# [Aim of the task]
From the records below, pull each line that has "Removes".

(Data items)
<<<<

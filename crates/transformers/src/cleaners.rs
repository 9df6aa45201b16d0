//! Cleaner stages: whole-document text rewrites that run before tokenization.
//!
//! Each cleaner reads and writes [`Document::cleaned`] only.

use document::Document;
use html5ever::tendril::TendrilSink;
use html5ever::{parse_document, ParseOpts};
use markup5ever_rcdom::{Handle, NodeData, RcDom};
use once_cell::sync::Lazy;
use regex::Regex;
use unicode_categories::UnicodeCategories;
use unicode_normalization::UnicodeNormalization;

use crate::error::TransformError;
use crate::kind::TransformerKind;
use crate::params::Params;
use crate::transformer::{FromParams, Transformer};

static URL_RE: Lazy<Regex> = Lazy::new(|| Regex::new(r"(?:http|www)\S+").expect("valid url regex"));
static EMAIL_RE: Lazy<Regex> = Lazy::new(|| {
    Regex::new(r"[a-z0-9.\-+_]+@[a-z0-9.\-+_]+\.[a-z]+").expect("valid email regex")
});
static NUMBER_RE: Lazy<Regex> = Lazy::new(|| Regex::new(r"[0-9]+").expect("valid number regex"));

fn replace_all(re: &Regex, text: &str) -> String {
    re.replace_all(text, "").into_owned()
}

/// Removes ASCII punctuation, the same set for cleaners and normalizers.
pub(crate) fn strip_ascii_punctuation(text: &str) -> String {
    text.chars().filter(|c| !c.is_ascii_punctuation()).collect()
}

/// Collapses whitespace runs into single spaces and trims both ends.
pub(crate) fn collapse_whitespace(text: &str) -> String {
    let mut normalized = String::with_capacity(text.len());
    for segment in text.split_whitespace() {
        if !normalized.is_empty() {
            normalized.push(' ');
        }
        normalized.push_str(segment);
    }
    normalized
}

/// Removes `http…` and `www…` runs.
#[derive(Debug, Clone, Default)]
pub struct CleanURL {
    params: Params,
}

impl CleanURL {
    pub fn new() -> Self {
        Self::default()
    }
}

impl FromParams for CleanURL {
    const NAME: &'static str = "CleanURL";

    fn from_params(params: &Params) -> Result<Self, TransformError> {
        params.bind(Self::NAME, &[])?;
        Ok(Self::new())
    }
}

impl Transformer for CleanURL {
    fn name(&self) -> &'static str {
        Self::NAME
    }

    fn kind(&self) -> TransformerKind {
        TransformerKind::Cleaner
    }

    fn params(&self) -> &Params {
        &self.params
    }

    fn transform(&self, doc: &mut Document) -> Result<(), TransformError> {
        doc.cleaned = replace_all(&URL_RE, &doc.cleaned);
        Ok(())
    }
}

/// Removes e-mail addresses.
#[derive(Debug, Clone, Default)]
pub struct CleanEmail {
    params: Params,
}

impl CleanEmail {
    pub fn new() -> Self {
        Self::default()
    }
}

impl FromParams for CleanEmail {
    const NAME: &'static str = "CleanEmail";

    fn from_params(params: &Params) -> Result<Self, TransformError> {
        params.bind(Self::NAME, &[])?;
        Ok(Self::new())
    }
}

impl Transformer for CleanEmail {
    fn name(&self) -> &'static str {
        Self::NAME
    }

    fn kind(&self) -> TransformerKind {
        TransformerKind::Cleaner
    }

    fn params(&self) -> &Params {
        &self.params
    }

    fn transform(&self, doc: &mut Document) -> Result<(), TransformError> {
        doc.cleaned = replace_all(&EMAIL_RE, &doc.cleaned);
        Ok(())
    }
}

/// Removes ASCII digit runs.
#[derive(Debug, Clone, Default)]
pub struct CleanNumber {
    params: Params,
}

impl CleanNumber {
    pub fn new() -> Self {
        Self::default()
    }
}

impl FromParams for CleanNumber {
    const NAME: &'static str = "CleanNumber";

    fn from_params(params: &Params) -> Result<Self, TransformError> {
        params.bind(Self::NAME, &[])?;
        Ok(Self::new())
    }
}

impl Transformer for CleanNumber {
    fn name(&self) -> &'static str {
        Self::NAME
    }

    fn kind(&self) -> TransformerKind {
        TransformerKind::Cleaner
    }

    fn params(&self) -> &Params {
        &self.params
    }

    fn transform(&self, doc: &mut Document) -> Result<(), TransformError> {
        doc.cleaned = replace_all(&NUMBER_RE, &doc.cleaned);
        Ok(())
    }
}

#[derive(Debug, Clone, Default)]
pub struct CleanPunctuation {
    params: Params,
}

impl CleanPunctuation {
    pub fn new() -> Self {
        Self::default()
    }
}

impl FromParams for CleanPunctuation {
    const NAME: &'static str = "CleanPunctuation";

    fn from_params(params: &Params) -> Result<Self, TransformError> {
        params.bind(Self::NAME, &[])?;
        Ok(Self::new())
    }
}

impl Transformer for CleanPunctuation {
    fn name(&self) -> &'static str {
        Self::NAME
    }

    fn kind(&self) -> TransformerKind {
        TransformerKind::Cleaner
    }

    fn params(&self) -> &Params {
        &self.params
    }

    fn transform(&self, doc: &mut Document) -> Result<(), TransformError> {
        doc.cleaned = strip_ascii_punctuation(&doc.cleaned);
        Ok(())
    }
}

/// Parses the text as HTML and keeps only its text nodes. Entities are
/// decoded by the parser; comments and `script`/`style` bodies are dropped.
#[derive(Debug, Clone, Default)]
pub struct CleanMarkup {
    params: Params,
}

impl CleanMarkup {
    pub fn new() -> Self {
        Self::default()
    }
}

impl FromParams for CleanMarkup {
    const NAME: &'static str = "CleanMarkup";

    fn from_params(params: &Params) -> Result<Self, TransformError> {
        params.bind(Self::NAME, &[])?;
        Ok(Self::new())
    }
}

impl Transformer for CleanMarkup {
    fn name(&self) -> &'static str {
        Self::NAME
    }

    fn kind(&self) -> TransformerKind {
        TransformerKind::Cleaner
    }

    fn params(&self) -> &Params {
        &self.params
    }

    fn transform(&self, doc: &mut Document) -> Result<(), TransformError> {
        doc.cleaned = markup_text(&doc.cleaned);
        Ok(())
    }
}

fn markup_text(markup: &str) -> String {
    let dom = parse_document(RcDom::default(), ParseOpts::default()).one(markup);
    let mut text = String::with_capacity(markup.len());
    collect_text(&dom.document, &mut text);
    text
}

fn collect_text(node: &Handle, out: &mut String) {
    match &node.data {
        NodeData::Text { contents } => out.push_str(&contents.borrow()),
        NodeData::Element { name, .. }
            if matches!(&*name.local, "script" | "style" | "noscript") =>
        {
            return;
        }
        _ => {}
    }
    for child in node.children.borrow().iter() {
        collect_text(child, out);
    }
}

#[derive(Debug, Clone, Copy, PartialEq, Eq)]
pub enum AccentMode {
    /// Drop combining marks, keep every other character.
    Unicode,
    /// Drop combining marks and anything left outside ASCII.
    Ascii,
}

impl AccentMode {
    pub fn as_str(&self) -> &'static str {
        match self {
            AccentMode::Unicode => "unicode",
            AccentMode::Ascii => "ascii",
        }
    }

    pub fn parse(mode: &str) -> Result<Self, TransformError> {
        match mode {
            "unicode" => Ok(AccentMode::Unicode),
            "ascii" => Ok(AccentMode::Ascii),
            other => Err(TransformError::Value(format!(
                "{other} mode is not available, it can only be \"unicode\" or \"ascii\""
            ))),
        }
    }
}

/// Removes accents via NFKD decomposition.
#[derive(Debug, Clone)]
pub struct CleanAccents {
    mode: AccentMode,
    params: Params,
}

impl CleanAccents {
    pub fn new(mode: AccentMode) -> Self {
        Self {
            mode,
            params: Params::new().kwarg("mode", mode.as_str()),
        }
    }

    pub fn mode(&self) -> AccentMode {
        self.mode
    }
}

impl Default for CleanAccents {
    fn default() -> Self {
        Self::new(AccentMode::Unicode)
    }
}

impl FromParams for CleanAccents {
    const NAME: &'static str = "CleanAccents";

    fn from_params(params: &Params) -> Result<Self, TransformError> {
        let bound = params.bind(Self::NAME, &["mode"])?;
        let mode = AccentMode::parse(&bound.str_or("mode", "unicode")?)?;
        Ok(Self::new(mode))
    }
}

impl Transformer for CleanAccents {
    fn name(&self) -> &'static str {
        Self::NAME
    }

    fn kind(&self) -> TransformerKind {
        TransformerKind::Cleaner
    }

    fn params(&self) -> &Params {
        &self.params
    }

    fn transform(&self, doc: &mut Document) -> Result<(), TransformError> {
        let stripped = doc.cleaned.nfkd().filter(|c| !c.is_mark_nonspacing());
        doc.cleaned = match self.mode {
            AccentMode::Unicode => stripped.nfc().collect(),
            AccentMode::Ascii => stripped.filter(char::is_ascii).collect(),
        };
        Ok(())
    }
}

/// Collapses whitespace runs (including newlines) to a single space.
#[derive(Debug, Clone, Default)]
pub struct CleanWhitespace {
    params: Params,
}

impl CleanWhitespace {
    pub fn new() -> Self {
        Self::default()
    }
}

impl FromParams for CleanWhitespace {
    const NAME: &'static str = "CleanWhitespace";

    fn from_params(params: &Params) -> Result<Self, TransformError> {
        params.bind(Self::NAME, &[])?;
        Ok(Self::new())
    }
}

impl Transformer for CleanWhitespace {
    fn name(&self) -> &'static str {
        Self::NAME
    }

    fn kind(&self) -> TransformerKind {
        TransformerKind::Cleaner
    }

    fn params(&self) -> &Params {
        &self.params
    }

    fn transform(&self, doc: &mut Document) -> Result<(), TransformError> {
        doc.cleaned = collapse_whitespace(&doc.cleaned);
        Ok(())
    }
}

#[cfg(test)]
mod tests {
    use super::*;
    use crate::error::ErrorKind;

    fn clean(t: &dyn Transformer, input: &str) -> String {
        t.apply(&Document::new(input)).expect("cleaner applies").cleaned
    }

    #[test]
    fn clean_url() {
        let t = CleanURL::new();
        assert_eq!(clean(&t, "TEST"), "TEST");
        assert_eq!(clean(&t, "test www.web.com"), "test ");
        assert_eq!(clean(&t, "testwww.web.com"), "test");
        assert_eq!(clean(&t, r"test http:\\www.web.com"), "test ");
        assert_eq!(clean(&t, r"testhttps:\\www.web.com"), "test");
    }

    #[test]
    fn clean_email() {
        let t = CleanEmail::new();
        assert_eq!(clean(&t, "TEST"), "TEST");
        assert_eq!(clean(&t, "test test@test.com"), "test ");
        assert_eq!(clean(&t, "testtest@test.com"), "");
    }

    #[test]
    fn clean_number() {
        let t = CleanNumber::new();
        assert_eq!(clean(&t, "TEST"), "TEST");
        assert_eq!(clean(&t, "test 12 test"), "test  test");
        assert_eq!(clean(&t, "test123test"), "testtest");
    }

    #[test]
    fn clean_punctuation() {
        let t = CleanPunctuation::new();
        assert_eq!(clean(&t, "TEST.%$#\"#"), "TEST");
        assert_eq!(
            clean(&t, r##"!"te""!"#$%&()*+,-.s/:;<=>?@[\]^_`{|}~""t"##),
            "test"
        );
    }

    #[test]
    fn clean_markup() {
        let t = CleanMarkup::new();
        assert_eq!(clean(&t, "<html><title>TEST</title>"), "TEST");
        assert_eq!(
            clean(&t, r#"<p class="title"><b>test 12 test</b></p>"#),
            "test 12 test"
        );
        assert_eq!(clean(&t, "test123test"), "test123test");
        assert_eq!(clean(&t, "a &amp;lt; b &quot;c&quot;"), "a &lt; b \"c\"");
    }

    #[test]
    fn clean_markup_is_a_real_parser() {
        let t = CleanMarkup::new();
        assert_eq!(clean(&t, "1 < 2 and 3 > 2"), "1 < 2 and 3 > 2");
        assert_eq!(
            clean(&t, "<script>var x = 1;</script><p>hi &#169; &apos;x&apos;</p>"),
            "hi \u{a9} 'x'"
        );
        assert_eq!(clean(&t, "<style>p { color: red }</style>ok"), "ok");
        assert_eq!(clean(&t, "<!-- a > b -->text"), "text");
        assert_eq!(clean(&t, "caf&eacute; &nbsp;x"), "caf\u{e9} \u{a0}x");
    }

    #[test]
    fn clean_accents_modes() {
        assert_eq!(clean(&CleanAccents::default(), "Café naïve"), "Cafe naive");
        assert_eq!(
            clean(&CleanAccents::new(AccentMode::Ascii), "Ça va? 北京"),
            "Ca va? "
        );
        assert_eq!(CleanAccents::default().identity(), "CleanAccents(mode='unicode')");
    }

    #[test]
    fn clean_accents_rejects_unknown_mode() {
        let err = CleanAccents::from_params(&Params::new().arg("latin")).unwrap_err();
        assert_eq!(err.kind(), ErrorKind::Value);
    }

    #[test]
    fn clean_whitespace() {
        let t = CleanWhitespace::new();
        assert_eq!(clean(&t, "  hello \n\t world  "), "hello world");
        assert_eq!(clean(&t, "   "), "");
    }

    #[test]
    fn cleaners_take_no_arguments() {
        let err = CleanNumber::from_params(&Params::new().arg(1i64)).unwrap_err();
        assert_eq!(err.kind(), ErrorKind::Type);
    }
}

>>>>

# [Reply to the task]
/// Removes ASCII punctuation, the same set for cleaners and normalizers.
/// Removes `http…` and `www…` runs.
/// Removes e-mail addresses.
/// Removes ASCII digit runs.
/// Removes accents via NFKD decomposition.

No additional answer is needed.